Ways to fend off holiday sickness as you travel

Ways to fend off holiday sickness as you travel

Many people look forward all year long to getting together with family and friends for Thanksgiving, only to arrive sick because of a bug they picked up while traveling.

Daniel Moultrie waited for a flight inside Louis Armstrong International Airport on Wednesday. He works offshore and was anxious to get home to family in Oakland, Calif., and was hoping to fend off germs.

"Definitely not, especially being offshore for 28 days, definitely don't want to get sick now,” said Moultrie.

But in airports, and in train and bus stations, there is a chance travelers will come in contact with people who have the cold or flu, or surfaces that have been contaminated.

"Some of these viruses can be on surfaces, so any place that you think your hands may go, on a train, on a plane, wipe it off before you sit down and stay there for the next two or three hours,” said LSU Health Infectious Diseases Specialist Dr.
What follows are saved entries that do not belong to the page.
//! Subscription Reconciler - Demand to Live Feeds
//!
//! Once at start and then on a fixed period:
//! 1. Snapshot active alert demand from the `DemandSource`
//! 2. Reduce it to feed keys plus per-key canonical symbol sets
//! 3. Close feeds nobody needs, open feeds for new keys
//! 4. Push the full symbol set to surviving per-symbol feeds
//!
//! A failed demand query leaves every live feed untouched. Feeds whose
//! task died for good are pruned and reopened if still demanded. The
//! registry has exactly one writer at a time (a tokio mutex).
//!
//! On shutdown every feed task is awaited (bounded by a grace period),
//! so no tick is delivered after `close_all` returns.

use std::collections::{BTreeMap, BTreeSet, HashMap};
use std::sync::Arc;
use std::time::Duration;

use anyhow::{Context, Result};
use futures_util::future::join_all;
use tokio::sync::{Mutex, broadcast};
use tokio::time::MissedTickBehavior;
use tracing::{debug, info, instrument, warn};

use crate::adapters::metrics::MetricsRegistry;
use crate::domain::market::{FeedKey, FeedMode, canonical_symbol};
use crate::ports::demand::{AlertDemand, DemandSource, SelectionMode};
use crate::ports::market_feed::{FeedLauncher, LiveFeed};

/// How long shutdown waits for feed tasks to exit.
pub const SHUTDOWN_GRACE: Duration = Duration::from_secs(5);

/// Needed feeds and, for per-symbol feeds, their canonical symbols.
pub type DemandMap = BTreeMap<FeedKey, BTreeSet<String>>;

/// What one reconciliation cycle changed.
#[derive(Debug, Clone, Default, PartialEq, Eq)]
pub struct ReconcileReport {
  pub opened: Vec<FeedKey>,
  pub closed: Vec<FeedKey>,
  /// Live per-symbol feeds that received a new symbol set.
  pub retargeted: Vec<FeedKey>,
  /// Dead feeds removed before diffing.
  pub pruned: Vec<FeedKey>,
}

impl ReconcileReport {
  pub fn is_noop(&self) -> bool {
    self.opened.is_empty()
      && self.closed.is_empty()
      && self.retargeted.is_empty()
      && self.pruned.is_empty()
  }
}

struct FeedRecord {
  feed: Box<dyn LiveFeed>,
  symbols: BTreeSet<String>,
}

/// Reduce demand records to feed keys and symbol sets.
///
/// Wildcard (`All`) records contribute the key only: per-symbol venues
/// cannot subscribe "everything", so those symbols stay unsubscribed.
pub fn compute_demand(records: &[AlertDemand]) -> DemandMap {
  let mut demand = DemandMap::new();
  for record in records {
    let key = FeedKey::new(record.venue, record.market);
    let symbols = demand.entry(key).or_default();
    let per_symbol =
      record.venue.ticker_protocol().feed_mode(record.market) == FeedMode::PerSymbol;
    if per_symbol && record.selection_mode == SelectionMode::Selected {
      symbols.extend(
        record
          .symbols
          .iter()
          .map(|s| canonical_symbol(s))
          .filter(|s| !s.is_empty()),
      );
    }
  }
  demand
}

pub struct Reconciler {
  demand_source: Arc<dyn DemandSource>,
  launcher: Arc<dyn FeedLauncher>,
  registry: Mutex<HashMap<FeedKey, FeedRecord>>,
  interval: Duration,
  metrics: Option<Arc<MetricsRegistry>>,
}

impl Reconciler {
  pub fn new(
    demand_source: Arc<dyn DemandSource>,
    launcher: Arc<dyn FeedLauncher>,
    interval: Duration,
  ) -> Self {
    Self {
      demand_source,
      launcher,
      registry: Mutex::new(HashMap::new()),
      interval,
      metrics: None,
    }
  }

  #[must_use]
  pub fn with_metrics(mut self, metrics: Arc<MetricsRegistry>) -> Self {
    self.metrics = Some(metrics);
    self
  }

  /// Run one reconciliation cycle.
  pub async fn reconcile(&self) -> Result<ReconcileReport> {
    let records = match self
      .demand_source
      .active_demand()
      .await
      .context("Demand query failed")
    {
      Ok(records) => records,
      Err(e) => {
        self.record_outcome("demand_error");
        return Err(e);
      }
    };
    let demand = compute_demand(&records);

    let mut registry = self.registry.lock().await;
    let mut report = ReconcileReport::default();

    registry.retain(|key, record| {
      if record.feed.is_finished() {
        report.pruned.push(*key);
        false
      } else {
        true
      }
    });

    let stale: Vec<FeedKey> = registry
      .keys()
      .filter(|key| !demand.contains_key(key))
      .copied()
      .collect();
    for key in stale {
      if let Some(record) = registry.remove(&key) {
        record.feed.close("no longer demanded");
        report.closed.push(key);
      }
    }

    for (key, symbols) in demand {
      match registry.get_mut(&key) {
        Some(record) => {
          if record.symbols != symbols {
            record.feed.set_symbols(symbols.clone());
            record.symbols = symbols;
            report.retargeted.push(key);
          }
        }
        None => match self.launcher.launch(key, symbols.clone()) {
          Ok(feed) => {
            registry.insert(key, FeedRecord { feed, symbols });
            report.opened.push(key);
          }
          Err(e) => warn!(feed = %key, error = %e, "Failed to open feed"),
        },
      }
    }

    self.record_outcome("ok");
    Ok(report)
  }

  /// Keys with a live feed right now.
  pub async fn active_keys(&self) -> Vec<FeedKey> {
    let mut keys: Vec<FeedKey> = self.registry.lock().await.keys().copied().collect();
    keys.sort();
    keys
  }

  /// Close and forget every feed, waiting for their tasks to exit.
  pub async fn close_all(&self, reason: &str) -> usize {
    let mut records: Vec<(FeedKey, FeedRecord)> = self.registry.lock().await.drain().collect();
    let count = records.len();
    let stopping = records.iter_mut().map(|(key, record)| {
      debug!(feed = %key, "Closing feed");
      record.feed.shutdown(reason)
    });
    if tokio::time::timeout(SHUTDOWN_GRACE, join_all(stopping)).await.is_err() {
      warn!(
        grace_secs = SHUTDOWN_GRACE.as_secs(),
        "Feeds did not stop within the grace period"
      );
    }
    count
  }

  /// Periodic loop; exits (closing every feed) on shutdown.
  #[instrument(skip(self, shutdown_rx), name = "reconcile_loop")]
  pub async fn run(self: Arc<Self>, mut shutdown_rx: broadcast::Receiver<()>) {
    let mut ticker = tokio::time::interval(self.interval);
    ticker.set_missed_tick_behavior(MissedTickBehavior::Delay);

    loop {
      tokio::select! {
        biased;
        _ = shutdown_rx.recv() => break,
        _ = ticker.tick() => match self.reconcile().await {
          Ok(report) if report.is_noop() => debug!("Reconcile: no changes"),
          Ok(report) => info!(
            opened = report.opened.len(),
            closed = report.closed.len(),
            retargeted = report.retargeted.len(),
            pruned = report.pruned.len(),
            "Reconcile applied"
          ),
          Err(e) => warn!(error = %e, "Reconcile skipped, feeds left untouched"),
        },
      }
    }

    let closed = self.close_all("shutdown").await;
    info!(closed, "Reconciler stopped");
  }

  fn record_outcome(&self, outcome: &str) {
    if let Some(metrics) = &self.metrics {
      metrics.record_reconcile(outcome);
    }
  }
}
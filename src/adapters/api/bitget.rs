//! Bitget REST Price Source
//!
//! Bitget's public socket is not used; the ticker endpoints return every
//! symbol of a market in one call, which the poller turns into a batch.

use std::collections::HashMap;

use anyhow::{Context, Result};
use async_trait::async_trait;
use serde::Deserialize;
use tracing::{debug, instrument};

use super::client::{RestClient, RestClientConfig};
use crate::domain::market::Market;
use crate::ports::price_source::PriceMapSource;

pub const BASE_URL: &str = "https://api.bitget.com";

const SPOT_TICKERS: &str = "/api/v2/spot/market/tickers";
const FUTURES_TICKERS: &str = "/api/v2/mix/market/tickers?productType=USDT-FUTURES";

/// Success code in the response envelope.
const OK_CODE: &str = "00000";

#[derive(Debug, Deserialize)]
struct TickersResponse {
  code: String,
  #[serde(default)]
  msg: String,
  #[serde(default)]
  data: Vec<TickerEntry>,
}

#[derive(Debug, Deserialize)]
struct TickerEntry {
  symbol: String,
  /// Last traded price as string.
  #[serde(rename = "lastPr")]
  last_pr: Option<String>,
}

/// `PriceMapSource` backed by Bitget's v2 public ticker endpoints.
pub struct BitgetPriceSource {
  client: RestClient,
}

impl BitgetPriceSource {
  pub fn new() -> Result<Self> {
    Self::with_config(RestClientConfig::new(BASE_URL))
  }

  pub fn with_config(config: RestClientConfig) -> Result<Self> {
    Ok(Self {
      client: RestClient::new(config)?,
    })
  }

  const fn path(market: Market) -> &'static str {
    match market {
      Market::Spot => SPOT_TICKERS,
      Market::Futures => FUTURES_TICKERS,
    }
  }
}

/// Turn a ticker envelope into `symbol -> price`, skipping unusable rows.
fn price_map(body: TickersResponse) -> Result<HashMap<String, f64>> {
  if body.code != OK_CODE {
    anyhow::bail!("Bitget error {}: {}", body.code, body.msg);
  }
  Ok(
    body
      .data
      .into_iter()
      .filter_map(|t| {
        let price = t.last_pr?.parse::<f64>().ok()?;
        (price.is_finite() && price > 0.0).then_some((t.symbol, price))
      })
      .collect(),
  )
}

#[async_trait]
impl PriceMapSource for BitgetPriceSource {
  #[instrument(skip(self))]
  async fn fetch_prices(&self, market: Market) -> Result<HashMap<String, f64>> {
    let body: TickersResponse = self
      .client
      .get_json(Self::path(market))
      .await
      .with_context(|| format!("Bitget {market} tickers request failed"))?;
    let prices = price_map(body)?;
    debug!(count = prices.len(), "Bitget tickers fetched");
    Ok(prices)
  }
}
Fred Lopez.

In Armstrong International, some travelers donned masks.

"If you're next to someone who doesn't have any symptoms of infections or anything like that, I don't think the mask is going to be particularly helpful to you,” Lopez said.

But if you are in contact with someone exhibiting cold or flu symptoms, there are things you should do to try to reduce your odds of getting what they have. Lopez said hand hygiene is critical.

"You need to be careful, you need to make sure you don't touch their hands, you need to make sure you're not exposed to any possible respiratory secretions from those individuals because you're close enough, within 6 feet, to have acquisition of an infection just by that proximity,” he said.

And they are precautions that should be carried into family gatherings.

“It's a lot of hand washing,” said Twanna Hale, another traveler.

And no matter where you spend the holidays, doctors said it is a good idea not to consume too much alcohol because of the impact on your ability to fend off viruses.

“Don't drink a lot, because if you get dehydrated we know that your airways get dry, and that's a nice way for microbes, bugs, bacteria, viruses to access the respiratory tract more easily and cause infections,” Lopez said.

And if you're  not feeling so hot for the holidays, you may want to follow the following advice.

"Stay home. Why go and expose other people to your illness on any of these planes, or trains, or gatherings of family members?” Lopez said.